— Task requirements —
Show every line of the data where the word "SpecialRole" can be found.

**********

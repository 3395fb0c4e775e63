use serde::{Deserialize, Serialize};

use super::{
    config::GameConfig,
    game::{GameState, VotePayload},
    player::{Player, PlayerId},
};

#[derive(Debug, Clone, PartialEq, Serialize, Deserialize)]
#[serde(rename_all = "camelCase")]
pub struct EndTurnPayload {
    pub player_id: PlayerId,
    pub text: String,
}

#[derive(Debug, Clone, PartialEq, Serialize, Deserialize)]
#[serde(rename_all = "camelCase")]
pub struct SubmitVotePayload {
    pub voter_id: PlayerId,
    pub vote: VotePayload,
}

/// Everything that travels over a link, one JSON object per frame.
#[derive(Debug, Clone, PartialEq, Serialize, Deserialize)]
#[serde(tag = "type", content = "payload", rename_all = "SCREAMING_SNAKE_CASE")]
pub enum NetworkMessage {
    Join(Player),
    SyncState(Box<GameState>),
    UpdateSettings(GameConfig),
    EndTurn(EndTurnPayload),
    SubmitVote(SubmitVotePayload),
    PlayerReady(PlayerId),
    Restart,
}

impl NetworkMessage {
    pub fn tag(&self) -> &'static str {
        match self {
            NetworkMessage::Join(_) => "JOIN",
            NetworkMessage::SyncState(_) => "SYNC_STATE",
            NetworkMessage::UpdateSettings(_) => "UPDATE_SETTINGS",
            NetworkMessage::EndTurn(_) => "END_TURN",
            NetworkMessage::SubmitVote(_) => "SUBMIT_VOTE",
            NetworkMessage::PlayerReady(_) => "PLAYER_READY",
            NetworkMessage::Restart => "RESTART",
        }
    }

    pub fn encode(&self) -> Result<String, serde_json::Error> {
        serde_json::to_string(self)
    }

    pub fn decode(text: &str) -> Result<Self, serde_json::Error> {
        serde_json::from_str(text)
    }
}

**********

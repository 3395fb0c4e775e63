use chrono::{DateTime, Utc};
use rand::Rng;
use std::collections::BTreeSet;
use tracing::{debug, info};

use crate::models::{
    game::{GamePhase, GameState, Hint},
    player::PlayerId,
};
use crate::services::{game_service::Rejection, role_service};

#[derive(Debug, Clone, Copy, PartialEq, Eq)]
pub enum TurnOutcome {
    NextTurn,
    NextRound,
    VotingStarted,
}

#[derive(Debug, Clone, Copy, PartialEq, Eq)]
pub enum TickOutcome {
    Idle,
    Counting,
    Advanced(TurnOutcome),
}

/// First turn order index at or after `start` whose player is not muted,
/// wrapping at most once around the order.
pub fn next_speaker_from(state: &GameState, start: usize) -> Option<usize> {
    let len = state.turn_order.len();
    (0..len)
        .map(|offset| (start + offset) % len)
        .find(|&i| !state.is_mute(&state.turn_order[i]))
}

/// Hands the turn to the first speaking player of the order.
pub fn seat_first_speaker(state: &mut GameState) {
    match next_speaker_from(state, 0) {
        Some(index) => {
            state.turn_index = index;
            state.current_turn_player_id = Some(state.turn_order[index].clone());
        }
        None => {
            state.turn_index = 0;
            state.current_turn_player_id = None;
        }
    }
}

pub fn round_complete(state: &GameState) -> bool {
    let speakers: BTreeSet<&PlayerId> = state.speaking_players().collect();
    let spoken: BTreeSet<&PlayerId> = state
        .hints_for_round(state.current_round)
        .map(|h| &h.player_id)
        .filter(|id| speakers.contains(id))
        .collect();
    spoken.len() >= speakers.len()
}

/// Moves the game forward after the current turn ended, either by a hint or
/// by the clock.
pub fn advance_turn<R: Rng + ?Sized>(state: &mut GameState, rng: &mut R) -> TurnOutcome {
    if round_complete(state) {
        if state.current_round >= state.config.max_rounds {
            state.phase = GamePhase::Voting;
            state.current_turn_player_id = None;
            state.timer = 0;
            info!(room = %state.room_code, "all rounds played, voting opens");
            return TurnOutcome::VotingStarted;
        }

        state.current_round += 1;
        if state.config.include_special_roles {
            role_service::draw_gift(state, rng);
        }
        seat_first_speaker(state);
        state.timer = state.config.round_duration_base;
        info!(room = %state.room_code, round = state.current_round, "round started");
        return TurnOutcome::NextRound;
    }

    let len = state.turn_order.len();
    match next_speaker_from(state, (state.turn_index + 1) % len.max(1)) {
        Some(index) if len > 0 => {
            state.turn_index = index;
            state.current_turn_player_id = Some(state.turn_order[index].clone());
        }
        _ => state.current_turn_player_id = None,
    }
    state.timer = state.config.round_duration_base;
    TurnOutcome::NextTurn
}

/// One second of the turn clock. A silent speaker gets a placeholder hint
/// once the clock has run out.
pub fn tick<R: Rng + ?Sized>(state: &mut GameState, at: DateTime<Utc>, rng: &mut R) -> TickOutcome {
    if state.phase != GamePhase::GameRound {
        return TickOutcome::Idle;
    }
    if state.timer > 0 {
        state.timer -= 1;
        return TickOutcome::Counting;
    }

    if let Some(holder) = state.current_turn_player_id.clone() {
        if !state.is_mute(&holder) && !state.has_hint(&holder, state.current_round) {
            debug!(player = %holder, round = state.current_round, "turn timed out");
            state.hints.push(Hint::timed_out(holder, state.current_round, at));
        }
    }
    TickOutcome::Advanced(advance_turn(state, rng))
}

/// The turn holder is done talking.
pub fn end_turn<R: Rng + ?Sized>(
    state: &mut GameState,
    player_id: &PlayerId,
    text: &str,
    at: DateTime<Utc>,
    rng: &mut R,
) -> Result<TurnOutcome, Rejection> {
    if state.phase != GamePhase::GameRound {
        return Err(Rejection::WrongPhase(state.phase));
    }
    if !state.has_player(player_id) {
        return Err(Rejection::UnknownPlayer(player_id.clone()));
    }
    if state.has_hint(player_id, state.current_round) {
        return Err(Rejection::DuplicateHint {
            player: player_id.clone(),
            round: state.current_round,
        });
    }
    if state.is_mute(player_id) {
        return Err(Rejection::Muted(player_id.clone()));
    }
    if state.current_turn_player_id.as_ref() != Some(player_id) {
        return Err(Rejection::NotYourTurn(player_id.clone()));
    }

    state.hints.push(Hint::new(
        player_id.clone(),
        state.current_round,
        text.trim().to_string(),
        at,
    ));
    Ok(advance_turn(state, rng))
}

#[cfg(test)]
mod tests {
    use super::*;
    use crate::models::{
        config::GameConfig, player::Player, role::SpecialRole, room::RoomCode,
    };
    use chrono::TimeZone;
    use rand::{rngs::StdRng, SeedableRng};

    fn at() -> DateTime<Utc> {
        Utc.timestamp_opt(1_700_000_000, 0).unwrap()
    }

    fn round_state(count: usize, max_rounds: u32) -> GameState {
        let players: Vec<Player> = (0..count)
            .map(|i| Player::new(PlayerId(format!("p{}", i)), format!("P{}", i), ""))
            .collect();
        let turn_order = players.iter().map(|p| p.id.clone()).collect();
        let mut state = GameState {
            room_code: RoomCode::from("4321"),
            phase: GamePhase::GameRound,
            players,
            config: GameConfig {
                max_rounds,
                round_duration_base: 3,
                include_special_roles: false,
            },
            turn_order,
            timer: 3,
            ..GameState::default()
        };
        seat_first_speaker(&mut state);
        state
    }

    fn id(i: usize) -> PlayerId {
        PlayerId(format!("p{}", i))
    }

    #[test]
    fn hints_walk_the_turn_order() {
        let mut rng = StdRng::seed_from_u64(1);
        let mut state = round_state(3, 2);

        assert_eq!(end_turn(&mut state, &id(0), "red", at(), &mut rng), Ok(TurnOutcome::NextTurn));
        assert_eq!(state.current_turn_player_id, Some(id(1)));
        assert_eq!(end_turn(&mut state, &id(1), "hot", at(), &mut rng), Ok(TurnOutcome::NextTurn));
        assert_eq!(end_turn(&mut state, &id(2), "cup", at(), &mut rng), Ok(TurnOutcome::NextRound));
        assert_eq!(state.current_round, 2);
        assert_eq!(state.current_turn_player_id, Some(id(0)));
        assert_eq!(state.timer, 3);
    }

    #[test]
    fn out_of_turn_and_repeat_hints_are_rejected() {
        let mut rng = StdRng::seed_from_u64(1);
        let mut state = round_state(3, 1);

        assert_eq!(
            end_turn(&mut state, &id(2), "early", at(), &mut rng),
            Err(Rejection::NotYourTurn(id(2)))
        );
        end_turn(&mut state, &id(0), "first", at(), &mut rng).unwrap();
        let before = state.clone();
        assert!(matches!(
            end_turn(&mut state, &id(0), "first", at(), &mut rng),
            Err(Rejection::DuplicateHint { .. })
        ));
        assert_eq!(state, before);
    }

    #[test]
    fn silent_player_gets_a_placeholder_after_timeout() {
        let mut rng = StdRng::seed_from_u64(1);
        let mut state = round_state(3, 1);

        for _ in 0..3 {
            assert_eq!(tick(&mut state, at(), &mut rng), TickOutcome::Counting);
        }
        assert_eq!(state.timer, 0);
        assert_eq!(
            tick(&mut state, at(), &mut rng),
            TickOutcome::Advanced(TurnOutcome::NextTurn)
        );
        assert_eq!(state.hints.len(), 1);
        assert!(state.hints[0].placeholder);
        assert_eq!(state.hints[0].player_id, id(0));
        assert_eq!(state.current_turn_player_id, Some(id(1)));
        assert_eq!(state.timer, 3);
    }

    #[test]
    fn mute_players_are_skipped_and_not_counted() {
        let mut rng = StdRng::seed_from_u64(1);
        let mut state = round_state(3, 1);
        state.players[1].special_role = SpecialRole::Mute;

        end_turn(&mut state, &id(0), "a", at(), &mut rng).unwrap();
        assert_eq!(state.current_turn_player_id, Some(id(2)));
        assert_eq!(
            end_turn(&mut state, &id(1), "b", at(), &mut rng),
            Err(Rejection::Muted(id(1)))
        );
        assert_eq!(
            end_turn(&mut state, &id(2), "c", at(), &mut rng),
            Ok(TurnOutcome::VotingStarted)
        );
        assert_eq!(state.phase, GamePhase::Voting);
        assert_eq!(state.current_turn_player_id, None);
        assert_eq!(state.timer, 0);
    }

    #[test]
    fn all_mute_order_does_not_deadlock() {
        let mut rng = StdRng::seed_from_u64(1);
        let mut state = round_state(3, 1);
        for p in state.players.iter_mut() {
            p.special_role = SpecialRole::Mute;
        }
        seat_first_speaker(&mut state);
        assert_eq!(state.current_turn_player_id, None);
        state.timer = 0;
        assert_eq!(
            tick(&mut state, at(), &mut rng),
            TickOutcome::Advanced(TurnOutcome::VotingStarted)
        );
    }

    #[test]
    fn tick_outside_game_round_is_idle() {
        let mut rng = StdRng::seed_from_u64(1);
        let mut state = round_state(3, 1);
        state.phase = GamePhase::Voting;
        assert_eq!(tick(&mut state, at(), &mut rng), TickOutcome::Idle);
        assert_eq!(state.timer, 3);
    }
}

**********

— Reply —
        config::GameConfig, player::Player, role::SpecialRole, room::RoomCode,
        state.players[1].special_role = SpecialRole::Mute;
            p.special_role = SpecialRole::Mute;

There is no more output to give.